Look through the data below. Pick out the lines holding the string "FieldFromPrimitives".

Dataset excerpts:
————————
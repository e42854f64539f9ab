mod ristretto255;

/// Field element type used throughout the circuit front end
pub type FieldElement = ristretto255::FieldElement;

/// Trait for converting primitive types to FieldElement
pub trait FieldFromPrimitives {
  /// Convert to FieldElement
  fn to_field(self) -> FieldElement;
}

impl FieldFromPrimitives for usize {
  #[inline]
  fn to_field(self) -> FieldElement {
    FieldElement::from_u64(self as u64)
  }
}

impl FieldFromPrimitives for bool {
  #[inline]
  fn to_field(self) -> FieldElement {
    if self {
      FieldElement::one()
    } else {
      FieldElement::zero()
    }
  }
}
————————
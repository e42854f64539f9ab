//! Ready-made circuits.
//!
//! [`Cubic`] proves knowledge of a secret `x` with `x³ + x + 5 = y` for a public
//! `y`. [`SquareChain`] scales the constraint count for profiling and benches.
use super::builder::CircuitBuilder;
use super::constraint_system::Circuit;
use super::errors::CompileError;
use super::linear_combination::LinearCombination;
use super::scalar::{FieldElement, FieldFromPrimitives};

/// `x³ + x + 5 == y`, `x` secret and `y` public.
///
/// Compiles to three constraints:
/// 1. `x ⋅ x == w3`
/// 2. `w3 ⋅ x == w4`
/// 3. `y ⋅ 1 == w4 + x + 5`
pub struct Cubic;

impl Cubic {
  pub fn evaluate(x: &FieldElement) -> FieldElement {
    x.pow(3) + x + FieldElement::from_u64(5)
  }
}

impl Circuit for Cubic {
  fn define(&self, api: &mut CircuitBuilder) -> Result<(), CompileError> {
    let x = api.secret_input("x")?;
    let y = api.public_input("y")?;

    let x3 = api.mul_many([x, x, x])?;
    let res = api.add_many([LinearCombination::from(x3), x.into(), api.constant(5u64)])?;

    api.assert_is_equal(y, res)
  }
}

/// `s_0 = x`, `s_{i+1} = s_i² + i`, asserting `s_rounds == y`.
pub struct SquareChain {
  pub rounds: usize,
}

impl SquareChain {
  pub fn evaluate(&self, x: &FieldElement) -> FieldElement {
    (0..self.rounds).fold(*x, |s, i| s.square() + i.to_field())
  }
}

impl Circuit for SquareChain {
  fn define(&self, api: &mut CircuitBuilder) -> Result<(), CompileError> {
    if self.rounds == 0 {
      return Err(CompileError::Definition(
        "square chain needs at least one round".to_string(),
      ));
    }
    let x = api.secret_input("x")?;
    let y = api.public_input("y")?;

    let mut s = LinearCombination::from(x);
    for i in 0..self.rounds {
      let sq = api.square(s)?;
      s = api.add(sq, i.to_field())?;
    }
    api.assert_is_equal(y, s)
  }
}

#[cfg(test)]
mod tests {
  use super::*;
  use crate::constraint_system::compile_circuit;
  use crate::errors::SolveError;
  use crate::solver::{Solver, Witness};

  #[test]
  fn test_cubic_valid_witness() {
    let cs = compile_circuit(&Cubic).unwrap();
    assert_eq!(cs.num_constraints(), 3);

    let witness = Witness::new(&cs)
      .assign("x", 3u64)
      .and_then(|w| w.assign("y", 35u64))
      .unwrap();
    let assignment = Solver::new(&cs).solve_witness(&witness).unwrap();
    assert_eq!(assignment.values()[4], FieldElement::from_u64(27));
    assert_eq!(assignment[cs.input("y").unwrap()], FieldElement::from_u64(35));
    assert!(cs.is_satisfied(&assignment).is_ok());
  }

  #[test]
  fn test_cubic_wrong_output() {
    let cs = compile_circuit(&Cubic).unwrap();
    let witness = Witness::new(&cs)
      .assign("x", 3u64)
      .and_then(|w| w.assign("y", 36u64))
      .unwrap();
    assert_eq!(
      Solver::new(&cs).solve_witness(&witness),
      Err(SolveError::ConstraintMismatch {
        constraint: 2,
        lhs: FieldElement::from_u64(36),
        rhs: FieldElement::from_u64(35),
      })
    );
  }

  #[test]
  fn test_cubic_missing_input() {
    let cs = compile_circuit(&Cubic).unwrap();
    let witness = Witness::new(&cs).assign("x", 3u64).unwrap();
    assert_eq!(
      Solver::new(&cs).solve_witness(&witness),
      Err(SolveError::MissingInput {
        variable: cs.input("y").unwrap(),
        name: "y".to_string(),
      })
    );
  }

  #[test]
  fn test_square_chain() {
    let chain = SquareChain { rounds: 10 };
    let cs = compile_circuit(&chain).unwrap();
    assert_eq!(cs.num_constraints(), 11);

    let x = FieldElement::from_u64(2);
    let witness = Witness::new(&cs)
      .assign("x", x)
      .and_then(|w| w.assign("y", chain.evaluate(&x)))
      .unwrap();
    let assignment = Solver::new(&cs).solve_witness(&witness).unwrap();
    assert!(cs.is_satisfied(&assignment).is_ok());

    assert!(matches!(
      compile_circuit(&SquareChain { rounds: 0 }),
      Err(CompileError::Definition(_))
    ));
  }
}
————————
#### Problem solution:
pub trait FieldFromPrimitives {
impl FieldFromPrimitives for usize {
impl FieldFromPrimitives for bool {
use super::scalar::{FieldElement, FieldFromPrimitives};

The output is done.